Thank you for those links! As a natural French speaker, I enjoyed reading the story. Here are few points according to me around that:
- If there's one rule in photojournalism is that you need to report as is, no modification accepted! For sure the two guys failed at it!
- I don’t blame Paris Match for having been fools by the trick. Maybe later they would put something into place to verify the authenticity of the contestants’ story.
- Although they invented the story, I think there is something interesting that they communicated anyway about the students’ situation in France; this is definitely not journalism, but may be noteworthy in terms of communication.
- They fully achieved what they were up to and for that, I raise my hat! They understood the system and they beat it from the system itself! Great!
- All the reactions this thing created, after the facts, kind of increase the justification for them having done it. The more we blame them, the more it increases the justification for it! LOL!
- Considering they are art students, you can hardly expect more from a student than the way these two students have thought outside of the box, communicated something strongly and provoked some reactions. I think it was a remarkable work. It wasn’t clear if it was a college work or not. If I were their teacher I would give them the highest score.

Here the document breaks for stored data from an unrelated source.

use crate::services::parameters::ServiceParameters;
use crate::services::read_property::ReadPropertyRequest;
use crate::services::subscribe_cov::SubscribeCovRequest;
use crate::services::write_property::WritePropertyRequest;

service_table! {
    /// Service payload of a Confirmed-Request PDU, selected by its service
    /// choice octet.
    pub enum ConfirmedServiceRequest in ConfirmedService {
        0x00 => AcknowledgeAlarm(ServiceParameters),
        0x01 => ConfirmedCovNotification(ServiceParameters),
        0x02 => ConfirmedEventNotification(ServiceParameters),
        0x03 => GetAlarmSummary(ServiceParameters),
        0x04 => GetEnrollmentSummary(ServiceParameters),
        0x05 => SubscribeCov(SubscribeCovRequest),
        0x06 => AtomicReadFile(ServiceParameters),
        0x07 => AtomicWriteFile(ServiceParameters),
        0x08 => AddListElement(ServiceParameters),
        0x09 => RemoveListElement(ServiceParameters),
        0x0A => CreateObject(ServiceParameters),
        0x0B => DeleteObject(ServiceParameters),
        0x0C => ReadProperty(ReadPropertyRequest),
        0x0D => ReadPropertyConditional(ServiceParameters),
        0x0E => ReadPropertyMultiple(ServiceParameters),
        0x0F => WriteProperty(WritePropertyRequest),
        0x10 => WritePropertyMultiple(ServiceParameters),
        0x11 => DeviceCommunicationControl(ServiceParameters),
        0x12 => ConfirmedPrivateTransfer(ServiceParameters),
        0x13 => ConfirmedTextMessage(ServiceParameters),
        0x14 => ReinitializeDevice(ServiceParameters),
        0x15 => VtOpen(ServiceParameters),
        0x16 => VtClose(ServiceParameters),
        0x17 => VtData(ServiceParameters),
        0x18 => Authenticate(ServiceParameters),
        0x19 => RequestKey(ServiceParameters),
        0x1A => ReadRange(ServiceParameters),
        0x1B => LifeSafetyOperation(ServiceParameters),
        0x1C => SubscribeCovProperty(ServiceParameters),
        0x1D => GetEventInformation(ServiceParameters),
        0x1E => SubscribeCovPropertyMultiple(ServiceParameters),
        0x1F => ConfirmedCovNotificationMultiple(ServiceParameters),
    }
}

#[cfg(test)]
mod tests {
    use super::ConfirmedServiceRequest;
    use crate::encoding::{encode::Encode, reader::Reader};
    use crate::error::Layer;
    use crate::DecodeError;

    #[test]
    fn dispatches_read_property() {
        let bytes = [0x0C, 0x0C, 0x02, 0x00, 0x00, 0x7B, 0x19, 0x4D];
        let mut r = Reader::new(&bytes);
        let service = ConfirmedServiceRequest::decode(&mut r, bytes.len()).unwrap();
        assert!(matches!(service, ConfirmedServiceRequest::ReadProperty(_)));
        assert_eq!(service.service_choice(), 0x0C);
        assert_eq!(service.bit_len(), 64);
        assert_eq!(service.to_bytes().unwrap(), bytes);
    }

    #[test]
    fn untyped_services_keep_their_parameters() {
        // Reinitialize-Device: warmstart, no password.
        let bytes = [0x14, 0x09, 0x01];
        let mut r = Reader::new(&bytes);
        let service = ConfirmedServiceRequest::decode(&mut r, 3).unwrap();
        match &service {
            ConfirmedServiceRequest::ReinitializeDevice(params) => {
                assert_eq!(params.elements.len(), 1)
            }
            other => panic!("unexpected service {other:?}"),
        }
        assert_eq!(service.to_bytes().unwrap(), bytes);
    }

    #[test]
    fn every_choice_in_table_dispatches() {
        for choice in 0x00u8..=0x1F {
            let bytes = [choice];
            let mut r = Reader::new(&bytes);
            match ConfirmedServiceRequest::decode(&mut r, 1) {
                Ok(service) => assert_eq!(service.service_choice(), choice),
                Err(err) => assert!(
                    !matches!(err, DecodeError::UnknownVariant { .. }),
                    "choice 0x{choice:02x} failed with {err:?}"
                ),
            }
        }
    }

    #[test]
    fn unknown_choice_is_fatal() {
        let mut r = Reader::new(&[0x20]);
        assert_eq!(
            ConfirmedServiceRequest::decode(&mut r, 1).unwrap_err(),
            DecodeError::UnknownVariant {
                layer: Layer::ConfirmedService,
                value: 0x20
            }
        );
    }

    #[test]
    fn leftover_octets_in_budget_are_rejected() {
        let bytes = [0x0C, 0x0C, 0x02, 0x00, 0x00, 0x7B, 0x19, 0x4D, 0x00];
        let mut r = Reader::new(&bytes);
        assert_eq!(
            ConfirmedServiceRequest::decode(&mut r, bytes.len()).unwrap_err(),
            DecodeError::InvalidLength
        );
    }
}
use crate::encoding::{encode::Encode, reader::Reader, writer::Writer};
use crate::{DecodeError, EncodeError};

/// Tag number nibble announcing a one-octet extended tag number.
pub const EXTENDED_TAG_NUMBER: u8 = 0x0F;
/// Length/value/type announcing an extended length octet.
pub const EXTENDED_LENGTH: u8 = 0x05;
/// Extended length octet announcing a following 16-bit length.
pub const EXTENDED_LENGTH_U16: u8 = 254;
/// Extended length octet announcing a following 32-bit length.
pub const EXTENDED_LENGTH_U32: u8 = 255;
pub const OPENING_TAG: u8 = 0x06;
pub const CLOSING_TAG: u8 = 0x07;

/// The generic BACnet tag header.
///
/// Every extension is present exactly when the field before it selects it:
/// `ext_tag_number` iff `tag_number_or_type == 15`, `ext_length` iff
/// `length_value_type == 5`, and the 16- or 32-bit length iff `ext_length` is
/// 254 or 255.
#[derive(Debug, Clone, Copy, PartialEq, Eq)]
#[cfg_attr(feature = "serde", derive(serde::Serialize, serde::Deserialize))]
pub struct TagHeader {
    pub tag_number_or_type: u8,
    pub is_context_specific: bool,
    pub length_value_type: u8,
    pub ext_tag_number: Option<u8>,
    pub ext_length: Option<u8>,
    pub ext_ext_length: Option<u16>,
    pub ext_ext_ext_length: Option<u32>,
}

impl TagHeader {
    /// Builds the shortest header for a data tag of `length` payload octets.
    pub const fn new(tag_number: u8, is_context_specific: bool, length: u32) -> Self {
        let (tag_number_or_type, ext_tag_number) = split_tag_number(tag_number);
        let (length_value_type, ext_length, ext_ext_length, ext_ext_ext_length) =
            if length < EXTENDED_LENGTH as u32 {
                (length as u8, None, None, None)
            } else if length < EXTENDED_LENGTH_U16 as u32 {
                (EXTENDED_LENGTH, Some(length as u8), None, None)
            } else if length <= u16::MAX as u32 {
                (
                    EXTENDED_LENGTH,
                    Some(EXTENDED_LENGTH_U16),
                    Some(length as u16),
                    None,
                )
            } else {
                (
                    EXTENDED_LENGTH,
                    Some(EXTENDED_LENGTH_U32),
                    None,
                    Some(length),
                )
            };
        Self {
            tag_number_or_type,
            is_context_specific,
            length_value_type,
            ext_tag_number,
            ext_length,
            ext_ext_length,
            ext_ext_ext_length,
        }
    }

    pub const fn application(tag_number: u8, length: u32) -> Self {
        Self::new(tag_number, false, length)
    }

    pub const fn context(tag_number: u8, length: u32) -> Self {
        Self::new(tag_number, true, length)
    }

    pub const fn opening(tag_number: u8) -> Self {
        Self::marker(tag_number, OPENING_TAG)
    }

    pub const fn closing(tag_number: u8) -> Self {
        Self::marker(tag_number, CLOSING_TAG)
    }

    const fn marker(tag_number: u8, length_value_type: u8) -> Self {
        let (tag_number_or_type, ext_tag_number) = split_tag_number(tag_number);
        Self {
            tag_number_or_type,
            is_context_specific: true,
            length_value_type,
            ext_tag_number,
            ext_length: None,
            ext_ext_length: None,
            ext_ext_ext_length: None,
        }
    }

    /// The tag number after applying the extension, if any.
    pub const fn actual_tag_number(&self) -> u8 {
        match self.ext_tag_number {
            Some(n) => n,
            None => self.tag_number_or_type,
        }
    }

    /// Payload length in octets after applying the deepest length extension.
    ///
    /// Meaningless for opening/closing markers and application booleans,
    /// which carry no length.
    pub const fn actual_length(&self) -> u32 {
        if let Some(len) = self.ext_ext_ext_length {
            return len;
        }
        if let Some(len) = self.ext_ext_length {
            return len as u32;
        }
        if let Some(len) = self.ext_length {
            return len as u32;
        }
        self.length_value_type as u32
    }

    pub const fn is_opening(&self) -> bool {
        self.is_context_specific && self.length_value_type == OPENING_TAG
    }

    pub const fn is_closing(&self) -> bool {
        self.is_context_specific && self.length_value_type == CLOSING_TAG
    }

    pub fn decode(r: &mut Reader<'_>) -> Result<Self, DecodeError> {
        let tag_number_or_type = r.read_bits(4)? as u8;
        let is_context_specific = r.read_bit()?;
        let length_value_type = r.read_bits(3)? as u8;

        let ext_tag_number = if tag_number_or_type == EXTENDED_TAG_NUMBER {
            Some(r.read_u8()?)
        } else {
            None
        };
        let ext_length = if length_value_type == EXTENDED_LENGTH {
            Some(r.read_u8()?)
        } else {
            None
        };
        let ext_ext_length = if ext_length == Some(EXTENDED_LENGTH_U16) {
            Some(r.read_be_u16()?)
        } else {
            None
        };
        let ext_ext_ext_length = if ext_length == Some(EXTENDED_LENGTH_U32) {
            Some(r.read_be_u32()?)
        } else {
            None
        };

        Ok(Self {
            tag_number_or_type,
            is_context_specific,
            length_value_type,
            ext_tag_number,
            ext_length,
            ext_ext_length,
            ext_ext_ext_length,
        })
    }

    fn check_extensions(&self) -> Result<(), EncodeError> {
        let consistent = self.tag_number_or_type <= EXTENDED_TAG_NUMBER
            && self.length_value_type <= CLOSING_TAG
            && (self.tag_number_or_type == EXTENDED_TAG_NUMBER) == self.ext_tag_number.is_some()
            && (self.length_value_type == EXTENDED_LENGTH) == self.ext_length.is_some()
            && (self.ext_length == Some(EXTENDED_LENGTH_U16)) == self.ext_ext_length.is_some()
            && (self.ext_length == Some(EXTENDED_LENGTH_U32)) == self.ext_ext_ext_length.is_some();
        if consistent {
            Ok(())
        } else {
            Err(EncodeError::InvalidLength)
        }
    }
}

impl Encode for TagHeader {
    fn encode(&self, w: &mut Writer<'_>) -> Result<(), EncodeError> {
        self.check_extensions()?;
        w.write_bits(self.tag_number_or_type as u32, 4)?;
        w.write_bit(self.is_context_specific)?;
        w.write_bits(self.length_value_type as u32, 3)?;
        if let Some(n) = self.ext_tag_number {
            w.write_u8(n)?;
        }
        if let Some(len) = self.ext_length {
            w.write_u8(len)?;
        }
        if let Some(len) = self.ext_ext_length {
            w.write_be_u16(len)?;
        }
        if let Some(len) = self.ext_ext_ext_length {
            w.write_be_u32(len)?;
        }
        Ok(())
    }

    fn bit_len(&self) -> usize {
        8 + self.ext_tag_number.map_or(0, |_| 8)
            + self.ext_length.map_or(0, |_| 8)
            + self.ext_ext_length.map_or(0, |_| 16)
            + self.ext_ext_ext_length.map_or(0, |_| 32)
    }
}

const fn split_tag_number(tag_number: u8) -> (u8, Option<u8>) {
    if tag_number < EXTENDED_TAG_NUMBER {
        (tag_number, None)
    } else {
        (EXTENDED_TAG_NUMBER, Some(tag_number))
    }
}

- I don't necessarily know if I would refer as a "formulaic" thing, but I like what this may reveal about how magazines may be set for certain kind of news and will filter everything to only get those ones. In the public, we are receiving biased information just by the editorial choices made! I’m sure we can apply this logic to other magazine, newspaper or media. How good/true is the information we receive?
- One thing I really got (a certain insight), as a photographer, is the influence of the photographer when taking the pictures. The choice of what to take, and not to take, is influencing the news, and probably as much as how is rendered the chosen ones. I kind of admit that by the end, the public is getting something, but how true it might be? With all the implications of all those people with each their own choices and interpretations of the facts, the public can only have a story about the facts and not the facts themselves! “The” thing I’m really getting now is that, even if it comes from the trustiest publisher and the story has been done as close as possible to the facts, it will be a story anyway!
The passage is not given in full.